For the episode "The Sky Above", the series' makers managed to secure the services of NASA, and the use of its gravity research aircraft, affectionately known as the Vomit Comet.

However, the most time-consuming sequence involved red-breasted geese in flight—not in terms of actual filming, but in preparing for it. The birds had to be reared by hand from birth so that they would respond to the voice of their 'mother', and this eventually enabled them to be photographed as they flew alongside a moving open-top car.

Filming techniques continued to evolve.
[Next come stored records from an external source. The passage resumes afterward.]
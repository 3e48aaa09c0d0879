//! `// [BOT:<category>:<command_id>, params]` directives embedded in text.
//!
//! Params are either a single JSON object or `key=value` pairs separated by
//! commas. Commas inside quotes, brackets or braces do not split. Each value
//! is decoded as JSON when possible, otherwise kept as a string with
//! surrounding quotes removed.

use std::sync::OnceLock;

use regex::Regex;
use serde::Serialize;
use serde_json::Value;

use crate::commander::{BotCategory, BotCommander, Execution, Parameters};
use crate::error::{DirectiveError, Error};

const HEADER_PATTERN: &str = r"(?i)//\s*\[\s*BOT\s*:\s*([^:\]\r\n]*):";
const KEY_PATTERN: &str = r"^\w+$";

fn header() -> Option<&'static Regex> {
    static HEADER: OnceLock<Option<Regex>> = OnceLock::new();
    HEADER.get_or_init(|| Regex::new(HEADER_PATTERN).ok()).as_ref()
}

fn key_pattern() -> Option<&'static Regex> {
    static KEY: OnceLock<Option<Regex>> = OnceLock::new();
    KEY.get_or_init(|| Regex::new(KEY_PATTERN).ok()).as_ref()
}

/// A directive extracted from text.
#[derive(Debug, Clone, PartialEq, Serialize)]
pub struct ParsedDirective {
    /// Category as written, lowercased.
    pub category: String,
    pub command: String,
    pub params: Parameters,
    /// The matched `// [BOT:...]` span.
    pub raw_text: String,
    /// 1-based, set by [`find_all`].
    pub line_number: Option<usize>,
}

impl ParsedDirective {
    pub fn bot_category(&self) -> Result<BotCategory, DirectiveError> {
        BotCategory::parse(&self.category).map_err(|_| DirectiveError::InvalidCategory {
            category: self.category.clone(),
            valid: supported_categories().join(", "),
        })
    }
}

/// Parse the first directive in `text`.
pub fn parse(text: &str) -> Result<ParsedDirective, DirectiveError> {
    let regex = header().ok_or(DirectiveError::NotFound)?;
    for captures in regex.captures_iter(text) {
        let (Some(whole), Some(category)) = (captures.get(0), captures.get(1)) else {
            continue;
        };
        let rest = &text[whole.end()..];
        let Some(close) = closing_bracket(rest) else {
            continue;
        };
        let body = &rest[..close];

        let (command, params_text) = match split_top_level(body).split_first() {
            Some((first, others)) if !others.is_empty() => {
                let offset = first.len() + 1;
                (first.trim().to_string(), body[offset..].trim())
            }
            _ => (body.trim().to_string(), ""),
        };

        return Ok(ParsedDirective {
            category: category.as_str().trim().to_ascii_lowercase(),
            command,
            params: parse_params(params_text)?,
            raw_text: text[whole.start()..whole.end() + close + 1].to_string(),
            line_number: None,
        });
    }
    Err(DirectiveError::NotFound)
}

/// Parse and check the category and command name.
pub fn validate_syntax(text: &str) -> Result<ParsedDirective, DirectiveError> {
    let parsed = parse(text)?;
    parsed.bot_category()?;
    if parsed.command.is_empty() {
        return Err(DirectiveError::EmptyCommand);
    }
    Ok(parsed)
}

/// Every parseable directive in multi-line text, one per line at most.
pub fn find_all(text: &str) -> Vec<ParsedDirective> {
    text.lines()
        .enumerate()
        .filter_map(|(index, line)| match parse(line) {
            Ok(mut parsed) => {
                parsed.line_number = Some(index + 1);
                Some(parsed)
            }
            Err(DirectiveError::NotFound) => None,
            Err(e) => {
                tracing::warn!("Skipping directive on line {}: {}", index + 1, e);
                None
            }
        })
        .collect()
}

/// Directive category names, one per category.
pub fn supported_categories() -> Vec<&'static str> {
    BotCategory::ALL.iter().map(|c| c.alias()).collect()
}

#[derive(Debug, Clone, Copy, PartialEq, Eq, Serialize)]
pub struct DirectiveExample {
    pub category: &'static str,
    pub command: &'static str,
    pub example: &'static str,
    pub description: &'static str,
}

const EXAMPLES: [DirectiveExample; 10] = [
    DirectiveExample {
        category: "chat",
        command: "empathy_engine",
        example: r#"// [BOT:chat:empathy_engine, user_input="Hello", context="support"]"#,
        description: "Detects user frustration and escalates to human",
    },
    DirectiveExample {
        category: "trading",
        command: "risk_warden",
        example: r#"// [BOT:trading:risk_warden, portfolio="crypto", risk_threshold=0.1]"#,
        description: "Auto-sell on drawdown with stablecoin protection",
    },
    DirectiveExample {
        category: "social_media",
        command: "viral_alchemist",
        example: r#"// [BOT:social_media:viral_alchemist, content="product launch", platform="twitter"]"#,
        description: "Analyzes viral potential and generates variants",
    },
    DirectiveExample {
        category: "rpa",
        command: "element_hunter",
        example: r#"// [BOT:rpa:element_hunter, ui_spec="login_form", selectors="auto"]"#,
        description: "Detects UI elements and updates selectors",
    },
    DirectiveExample {
        category: "game",
        command: "anti_detect",
        example: r#"// [BOT:game:anti_detect, game_state="idle", patterns="human_like"]"#,
        description: "Randomizes timing to mimic human behavior",
    },
    DirectiveExample {
        category: "red_team",
        command: "jailbreak_artist",
        example: r#"// [BOT:red_team:jailbreak_artist, ai_model="gpt4", prompts="safety_test"]"#,
        description: "Tests AI safety with prompt injection",
    },
    DirectiveExample {
        category: "research",
        command: "literature_synthesizer",
        example: r#"// [BOT:research:literature_synthesizer, papers="ai_safety", topics="alignment"]"#,
        description: "Analyzes papers and generates literature reviews",
    },
    DirectiveExample {
        category: "creative",
        command: "style_thief",
        example: r#"// [BOT:creative:style_thief, artwork="reference.jpg", style="impressionist"]"#,
        description: "Analyzes artistic style and generates similar art",
    },
    DirectiveExample {
        category: "physical_world",
        command: "drone_scout",
        example: r#"// [BOT:physical_world:drone_scout, area="wildfire_zone", mission="detection"]"#,
        description: "Deploys drone for wildfire detection and emergency response",
    },
    DirectiveExample {
        category: "meta",
        command: "bot_architect",
        example: r#"// [BOT:meta:bot_architect, requirements="automation", constraints="safety"]"#,
        description: "Creates bot specifications and delegation systems",
    },
];

pub fn examples() -> &'static [DirectiveExample] {
    &EXAMPLES
}

impl BotCommander {
    /// Validate a directive and execute it.
    pub async fn execute_directive(&self, text: &str) -> Result<Execution, Error> {
        let parsed = validate_syntax(text)?;
        let execution = self
            .execute_command(&parsed.category, &parsed.command, parsed.params, None)
            .await?;
        Ok(execution)
    }
}

fn parse_params(text: &str) -> Result<Parameters, DirectiveError> {
    let text = text.trim();
    if text.is_empty() {
        return Ok(Parameters::new());
    }
    if text.starts_with('{') && text.ends_with('}') {
        return serde_json::from_str(text)
            .map_err(|e| DirectiveError::InvalidParameters(e.to_string()));
    }

    let mut params = Parameters::new();
    for pair in split_top_level(text) {
        let Some((key, value)) = pair.split_once('=') else {
            tracing::warn!("Ignoring malformed directive parameter '{}'", pair.trim());
            continue;
        };
        let key = key.trim();
        if !key_pattern().is_some_and(|re| re.is_match(key)) {
            tracing::warn!("Ignoring directive parameter with invalid key '{}'", key);
            continue;
        }
        params.insert(key.to_string(), parse_value(value));
    }
    Ok(params)
}

fn parse_value(raw: &str) -> Value {
    let raw = raw.trim();
    serde_json::from_str(raw)
        .unwrap_or_else(|_| Value::String(raw.trim_matches(|c| c == '"' || c == '\'').to_string()))
}

/// Nesting tracker shared by the bracket and comma scanners.
#[derive(Default)]
struct Scanner {
    depth: usize,
    quote: Option<char>,
    escaped: bool,
}

impl Scanner {
    /// Feed one char; returns true when it is structural (outside quotes, at
    /// depth 0 before the char is applied).
    fn step(&mut self, c: char) -> bool {
        if let Some(q) = self.quote {
            if self.escaped {
                self.escaped = false;
            } else if c == '\\' {
                self.escaped = true;
            } else if c == q {
                self.quote = None;
            }
            return false;
        }
        let top = self.depth == 0;
        match c {
            '"' | '\'' => self.quote = Some(c),
            '[' | '{' => self.depth += 1,
            ']' | '}' if self.depth > 0 => self.depth -= 1,
            _ => {}
        }
        top
    }
}

/// Byte offset of the `]` closing the directive.
fn closing_bracket(text: &str) -> Option<usize> {
    let mut scanner = Scanner::default();
    text.char_indices()
        .find(|&(_, c)| scanner.step(c) && c == ']')
        .map(|(i, _)| i)
}

/// Split on commas that are not nested or quoted.
fn split_top_level(text: &str) -> Vec<&str> {
    let mut scanner = Scanner::default();
    let mut parts = Vec::new();
    let mut start = 0;
    for (i, c) in text.char_indices() {
        if scanner.step(c) && c == ',' {
            parts.push(&text[start..i]);
            start = i + 1;
        }
    }
    parts.push(&text[start..]);
    parts
}

#[cfg(test)]
mod tests {
    use super::*;
    use pretty_assertions::assert_eq;
    use serde_json::json;

    #[test]
    fn parses_key_value_params() {
        let parsed =
            parse(r#"// [BOT:trading:risk_warden, portfolio="crypto", risk_threshold=0.1]"#)
                .unwrap();
        assert_eq!(parsed.category, "trading");
        assert_eq!(parsed.command, "risk_warden");
        assert_eq!(parsed.params["portfolio"], json!("crypto"));
        assert_eq!(parsed.params["risk_threshold"], json!(0.1));
        assert_eq!(
            parsed.raw_text,
            r#"// [BOT:trading:risk_warden, portfolio="crypto", risk_threshold=0.1]"#
        );
    }

    #[test]
    fn parses_json_object_params() {
        let parsed = parse(
            r#"let x = 1; //[bot: Chat : empathy_engine, {"user_input": "hi", "human_approval": true}] trailing"#,
        )
        .unwrap();
        assert_eq!(parsed.category, "chat");
        assert_eq!(parsed.command, "empathy_engine");
        assert_eq!(parsed.params["human_approval"], json!(true));
        assert!(parsed.raw_text.ends_with("true}]"));
    }

    #[test]
    fn nested_values_do_not_split() {
        let parsed = parse(
            r#"// [BOT:research:literature_synthesizer, papers=["a", "b]"], topics='x, y', depth={"n": 2}, bare=hello]"#,
        )
        .unwrap();
        assert_eq!(parsed.params["papers"], json!(["a", "b]"]));
        assert_eq!(parsed.params["topics"], json!("x, y"));
        assert_eq!(parsed.params["depth"], json!({"n": 2}));
        assert_eq!(parsed.params["bare"], json!("hello"));
    }

    #[test]
    fn malformed_pairs_are_skipped() {
        let parsed = parse("// [BOT:meta:bot_architect, oops, bad key=1, ok=true]").unwrap();
        assert_eq!(parsed.params.len(), 1);
        assert_eq!(parsed.params["ok"], json!(true));
    }

    #[test]
    fn invalid_json_object_is_an_error() {
        let err = parse("// [BOT:meta:bot_architect, {not json}]").unwrap_err();
        assert!(matches!(err, DirectiveError::InvalidParameters(_)));
    }

    #[test]
    fn validate_syntax_reports_each_failure() {
        assert_eq!(
            validate_syntax("no directive here").unwrap_err(),
            DirectiveError::NotFound
        );
        assert!(matches!(
            validate_syntax("// [BOT:crypto:moon]").unwrap_err(),
            DirectiveError::InvalidCategory { .. }
        ));
        assert_eq!(
            validate_syntax("// [BOT:chat: , x=1]").unwrap_err(),
            DirectiveError::EmptyCommand
        );
        let ok = validate_syntax("// [BOT:physical_world:drone_scout]").unwrap();
        assert_eq!(ok.bot_category().unwrap(), BotCategory::PhysicalWorldBots);
        assert!(ok.params.is_empty());
    }

    #[test]
    fn find_all_records_line_numbers() {
        let source = "fn main() {}\n// [BOT:game:anti_detect]\n\n  // [BOT:rpa:element_hunter, ui_spec=\"login\"]\n";
        let found = find_all(source);
        assert_eq!(found.len(), 2);
        assert_eq!(found[0].line_number, Some(2));
        assert_eq!(found[1].line_number, Some(4));
        assert_eq!(found[1].params["ui_spec"], json!("login"));
    }

    #[test]
    fn every_example_validates() {
        assert_eq!(examples().len(), 10);
        assert_eq!(supported_categories().len(), 10);
        for example in examples() {
            let parsed = validate_syntax(example.example).unwrap();
            assert_eq!(parsed.category, example.category);
            assert_eq!(parsed.command, example.command);
        }
    }
}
One new piece of equipment used was a scuba diving suit with a large, fully enclosed faceplate, allowing Attenborough to speak (and be seen) underwater.

In an interview on the making of the series, Attenborough was self-effacing concerning his own contribution:
"The difficulties are not actually experienced by me, because the bits that I do are the easiest bits. [...] It's not too difficult to walk on to a rock and look at a camera and say something. The difficulties are those that are encountered by the cameramen, directors and recordists, who actually have to get an animal doing something which perhaps nobody's ever even seen before. Those are extremely difficult things to do."

== Episodes ==

"Our planet, the Earth, is, as far as we know, unique in the universe. It contains life. Even in its most barren stretches, there are animals. Around the equator, where those two essentials for life, sunshine and moisture, are most abundant, great forests grow. And here plants and animals proliferate in such numbers that we still have not even named all the different species. Here, animals and plants, insects and birds, mammals and man live together in intimate and complex communities, each dependent on one another. Two-thirds of the surface of this unique planet are covered by water, and it was here indeed that life began. From the oceans, it has spread even to the summits of the highest mountains as animals and plants have responded to the changing face of the Earth."
— David Attenborough's opening narration

=== 1. "The Building of the Earth" ===

Broadcast 19 January 1984, the first episode begins in the world's deepest valley: that of the Kali Gandaki river in the Himalayas. Its temperatures range from those of the tropics in its lower reaches to that of the poles higher up. It therefore shows how creatures become adapted to living in certain environments. The higher that Attenborough travels, the more bleak and mountainous is the terrain, and the more suited to it are the animals that live there. However, such adaptations are comparatively recent: these mountains were formed from the sea bed some 65 million years ago. To show the force of nature responsible for this, Attenborough stands in front of an erupting volcano in Iceland and handles a piece of basalt; the Giant's Causeway is an example of what happens to it over a great length of time. The Icelandic volcanoes represent the northern end of a fissure that is mostly underwater and runs down one side of the globe, forming volcanic islands en route where it is above sea level. It is such activity, known as plate tectonics, from deep within the Earth that pulled apart Africa and South America and created the Atlantic Ocean. Footage of the eruption of Mount St. Helens in 1980 shows what decimation it caused. However, this pales in comparison to the destruction caused by Krakatoa in 1883, which Attenborough relates in detail. When such pressure beneath the Earth shifts, it results in hot springs and caverns—which themselves support life. This episode has the alternative title of "The Furnaces of the Earth" on the four-disc BBC DVD box set (BBCDVD1234).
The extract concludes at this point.